Lots Road power station owner Circadian is suing neighbour Chelsea Harbour (CH) for holding up its £500m redevelopment.


Circadian, a subsidiary of Hong Kong billionaire Li Ka-Shing’s telecoms-to-property group Hutchison Whampoa, claims that the owner of Chelsea Harbour has “unreasonably withheld its consent” to the Terry Farrell-designed development in Chelsea, London SW10.


The developer, which bought the site from P&O Developments in December 2001, wants the High Court to give it permission to carry out the scheme without CH’s consent.


CH is refusing to allow the redevelopment of the power station because it claims the underground car park proposed by Circadian was not “high class residential housing nor a use ancillary to that”.


CH alleges that this is in breach of a 2000 agreement it had with P&O, which said that only luxury development would take place.


CH’s refusal to give consent is the latest in a long line of delays for the project, which will see the power station transformed into a residential-led, mixed-use scheme comprising 435 private and 382 affordable flats, and 105,000 sq ft of shops and offices.
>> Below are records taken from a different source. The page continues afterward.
//! Materializes entries under a destination directory.
//!
//! Files are written to a temporary file next to their destination and
//! renamed into place on commit, so a rejected entry never appears. No write
//! goes through a symlink that already exists under the destination.
//! Everything the sink creates is remembered so it can be rolled back; files
//! it replaced are not restored.

use crate::container::manifest::ManifestEntry;
use crate::entry::{EntrySink, StagedFile};
use crate::error::{AtaError, Result};
use crate::util::sanitize::EntryPath;
use std::fs;
use std::io::{self, Write};
use std::path::{Path, PathBuf};
use std::time::{Duration, SystemTime, UNIX_EPOCH};
use tempfile::NamedTempFile;
use tracing::{debug, warn};

pub struct FsEntrySink {
    root: PathBuf,
    // applied at finish so read-only directories can still be filled
    dirs: Vec<(PathBuf, usize, u32, i64)>,
    // in creation order
    created: Vec<PathBuf>,
}

fn system_time(mtime: i64) -> SystemTime {
    if mtime >= 0 {
        UNIX_EPOCH + Duration::from_secs(mtime as u64)
    } else {
        UNIX_EPOCH - Duration::from_secs(mtime.unsigned_abs())
    }
}

#[cfg(unix)]
fn set_mode(path: &Path, mode: u32) -> io::Result<()> {
    use std::os::unix::fs::PermissionsExt;
    fs::set_permissions(path, fs::Permissions::from_mode(mode))
}

#[cfg(not(unix))]
fn set_mode(path: &Path, mode: u32) -> io::Result<()> {
    let mut perms = fs::metadata(path)?.permissions();
    perms.set_readonly(mode & 0o222 == 0);
    fs::set_permissions(path, perms)
}

impl FsEntrySink {
    pub fn new(root: impl Into<PathBuf>) -> Result<Self> {
        let root = root.into();
        fs::create_dir_all(&root)?;
        Ok(Self {
            root,
            dirs: Vec::new(),
            created: Vec::new(),
        })
    }

    pub fn root(&self) -> &Path {
        &self.root
    }

    /// Create missing ancestors of `path`, refusing symlinks and non-directories
    /// on the way. Returns the destination of `path` itself.
    fn prepare(&mut self, path: &EntryPath) -> Result<PathBuf> {
        let comps = path.components();
        let mut cur = self.root.clone();
        for c in &comps[..comps.len() - 1] {
            cur.push(c);
            match fs::symlink_metadata(&cur) {
                Ok(md) if md.file_type().is_symlink() => {
                    return Err(AtaError::InvalidPath(format!(
                        "{path}: ancestor {} is a symlink",
                        cur.display()
                    )));
                }
                Ok(md) if md.is_dir() => {}
                Ok(_) => {
                    return Err(AtaError::InvalidPath(format!(
                        "{path}: ancestor {} is not a directory",
                        cur.display()
                    )));
                }
                Err(e) if e.kind() == io::ErrorKind::NotFound => {
                    fs::create_dir(&cur)?;
                    self.created.push(cur.clone());
                }
                Err(e) => return Err(e.into()),
            }
        }
        Ok(path.to_fs_path(&self.root))
    }
}

struct FsStaged<'a> {
    tmp: NamedTempFile,
    dest: PathBuf,
    mode: u32,
    mtime: i64,
    // `None` when `dest` already existed
    created: Option<&'a mut Vec<PathBuf>>,
}

impl Write for FsStaged<'_> {
    fn write(&mut self, buf: &[u8]) -> io::Result<usize> {
        self.tmp.write(buf)
    }
    fn flush(&mut self) -> io::Result<()> {
        self.tmp.flush()
    }
}

impl StagedFile for FsStaged<'_> {
    fn commit(self: Box<Self>) -> Result<()> {
        let FsStaged {
            mut tmp,
            dest,
            mode,
            mtime,
            created,
        } = *self;
        tmp.flush()?;
        tmp.as_file().set_modified(system_time(mtime))?;
        set_mode(tmp.path(), mode)?;
        if fs::symlink_metadata(&dest).is_ok_and(|md| md.is_dir()) {
            return Err(AtaError::InvalidPath(format!(
                "{} exists and is a directory",
                dest.display()
            )));
        }
        tmp.persist(&dest).map_err(|e| e.error)?;
        debug!(path = %dest.display(), "file committed");
        if let Some(created) = created {
            created.push(dest);
        }
        Ok(())
    }
}

impl EntrySink for FsEntrySink {
    fn directory(&mut self, entry: &ManifestEntry) -> Result<()> {
        let dest = self.prepare(&entry.path)?;
        match fs::symlink_metadata(&dest) {
            Ok(md) if md.is_dir() => {}
            Ok(_) => {
                return Err(AtaError::InvalidPath(format!(
                    "{} exists and is not a directory",
                    dest.display()
                )));
            }
            Err(e) if e.kind() == io::ErrorKind::NotFound => {
                fs::create_dir(&dest)?;
                self.created.push(dest.clone());
            }
            Err(e) => return Err(e.into()),
        }
        self.dirs
            .push((dest, entry.path.components().len(), entry.mode, entry.mtime));
        Ok(())
    }

    fn symlink(&mut self, entry: &ManifestEntry, target: &str) -> Result<()> {
        let dest = self.prepare(&entry.path)?;
        match fs::symlink_metadata(&dest) {
            Ok(md) if md.is_dir() => {
                return Err(AtaError::InvalidPath(format!(
                    "{} exists and is a directory",
                    dest.display()
                )));
            }
            Ok(_) => fs::remove_file(&dest)?,
            Err(_) => {}
        }
        #[cfg(unix)]
        {
            std::os::unix::fs::symlink(target, &dest)?;
            self.created.push(dest);
            Ok(())
        }
        #[cfg(not(unix))]
        {
            let _ = target;
            Err(AtaError::InvalidOption(format!(
                "cannot create symlink {}: unsupported platform",
                dest.display()
            )))
        }
    }

    fn begin_file(&mut self, entry: &ManifestEntry) -> Result<Box<dyn StagedFile + '_>> {
        let dest = self.prepare(&entry.path)?;
        let parent = dest.parent().unwrap_or(&self.root).to_path_buf();
        let tmp = NamedTempFile::new_in(&parent)?;
        let fresh = fs::symlink_metadata(&dest).is_err();
        Ok(Box::new(FsStaged {
            tmp,
            dest,
            mode: entry.mode,
            mtime: entry.mtime,
            created: fresh.then_some(&mut self.created),
        }))
    }

    fn finish(&mut self) -> Result<()> {
        // deepest first so a parent's mtime is set after its children changed
        self.dirs.sort_by(|a, b| b.1.cmp(&a.1));
        for (dir, _, mode, mtime) in self.dirs.drain(..) {
            if let Ok(f) = fs::File::open(&dir) {
                if let Err(e) = f.set_modified(system_time(mtime)) {
                    warn!(path = %dir.display(), error = %e, "could not set directory mtime");
                }
            }
            set_mode(&dir, mode)?;
        }
        Ok(())
    }

    fn rollback(&mut self) -> Result<()> {
        self.dirs.clear();
        let mut first = None;
        // newest first so directories are empty by the time they are removed
        for path in self.created.drain(..).rev() {
            let res = match fs::symlink_metadata(&path) {
                Ok(md) if md.is_dir() => fs::remove_dir(&path),
                Ok(_) => fs::remove_file(&path),
                Err(e) => Err(e),
            };
            match res {
                Ok(()) => debug!(path = %path.display(), "rolled back"),
                Err(e) if e.kind() == io::ErrorKind::NotFound => {}
                Err(e) => {
                    warn!(path = %path.display(), error = %e, "could not roll back");
                    first.get_or_insert(e);
                }
            }
        }
        match first {
            Some(e) => Err(e.into()),
            None => Ok(()),
        }
    }
}
//! Append-only container writer: header, chunk data, manifest, trailer.
//! Nothing already written is ever revisited, so any `Write` sink works.

use crate::container::superblock::{HEADER_LEN, Superblock};
use crate::container::tail::Trailer;
use crate::error::{AtaError, Result};
use std::io::Write;

/// Small Write adapter that counts bytes written.
struct CountingWriter<W: Write> {
    inner: W,
    n: u64,
}

impl<W: Write> Write for CountingWriter<W> {
    fn write(&mut self, buf: &[u8]) -> std::io::Result<usize> {
        let k = self.inner.write(buf)?;
        self.n += k as u64;
        Ok(k)
    }
    fn flush(&mut self) -> std::io::Result<()> {
        self.inner.flush()
    }
}

pub struct ContainerWriter<W: Write> {
    out: CountingWriter<W>,
    chunks: u64,
}

impl<W: Write> ContainerWriter<W> {
    pub fn new(inner: W, header: &Superblock) -> Result<Self> {
        let mut out = CountingWriter { inner, n: 0 };
        header.write_to(&mut out)?;
        debug_assert_eq!(out.n, HEADER_LEN);
        Ok(Self { out, chunks: 0 })
    }

    /// Current absolute offset; the next chunk starts here.
    pub fn position(&self) -> u64 {
        self.out.n
    }

    pub fn chunks_written(&self) -> u64 {
        self.chunks
    }

    /// Append one stored chunk. Returns `(offset, len)` of what was written.
    pub fn append_chunk(&mut self, stored: &[u8]) -> Result<(u64, u64)> {
        let offset = self.out.n;
        self.out.write_all(stored)?;
        self.chunks += 1;
        Ok((offset, self.out.n - offset))
    }

    /// Write the manifest and trailer, flush, and hand back the sink.
    /// `complete == false` marks an archive abandoned part way through.
    pub fn finish(mut self, manifest: &[u8], complete: bool) -> Result<W> {
        let manifest_offset = self.out.n;
        self.out.write_all(manifest)?;
        let manifest_len = self.out.n - manifest_offset;
        if manifest_len != manifest.len() as u64 {
            return Err(AtaError::InvalidState("short manifest write".into()));
        }
        Trailer {
            manifest_offset,
            manifest_len,
            complete,
        }
        .write_to(&mut self.out)?;
        self.out.flush()?;
        Ok(self.out.inner)
    }
}

#[cfg(test)]
mod tests {
    use super::*;
    use crate::codec::CodecId;
    use crate::container::tail::TAIL_LEN;
    use crate::crypto::aead::CipherId;

    #[test]
    fn offsets_follow_header() {
        let sb = Superblock::new(CodecId::None, CipherId::None, [0; 16], None).unwrap();
        let mut w = ContainerWriter::new(Vec::new(), &sb).unwrap();
        assert_eq!(w.append_chunk(b"abc").unwrap(), (HEADER_LEN, 3));
        assert_eq!(w.append_chunk(b"de").unwrap(), (HEADER_LEN + 3, 2));
        assert_eq!(w.chunks_written(), 2);
        let bytes = w.finish(b"MAN", true).unwrap();
        assert_eq!(bytes.len() as u64, HEADER_LEN + 5 + 3 + TAIL_LEN);
        let t = Trailer::decode(&bytes[bytes.len() - TAIL_LEN as usize..]).unwrap();
        assert_eq!(t.manifest_offset, HEADER_LEN + 5);
        assert_eq!(t.manifest_len, 3);
        assert!(t.complete);
    }
}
The redevelopment was first proposed in 2000 and was expected to be completed in 2006.


However, following a lengthy dispute with Kensington & Chelsea Council and local campaigners, it was not given consent until 2006. This was then challenged by the local campaigners, led by Lady Dido Berkeley, who lost their high court battle in March 2007.


A spokesperson for Hutchison Whampoa said: “We have nothing to add to what is already in the public domain.”


No one at CH was available for comment.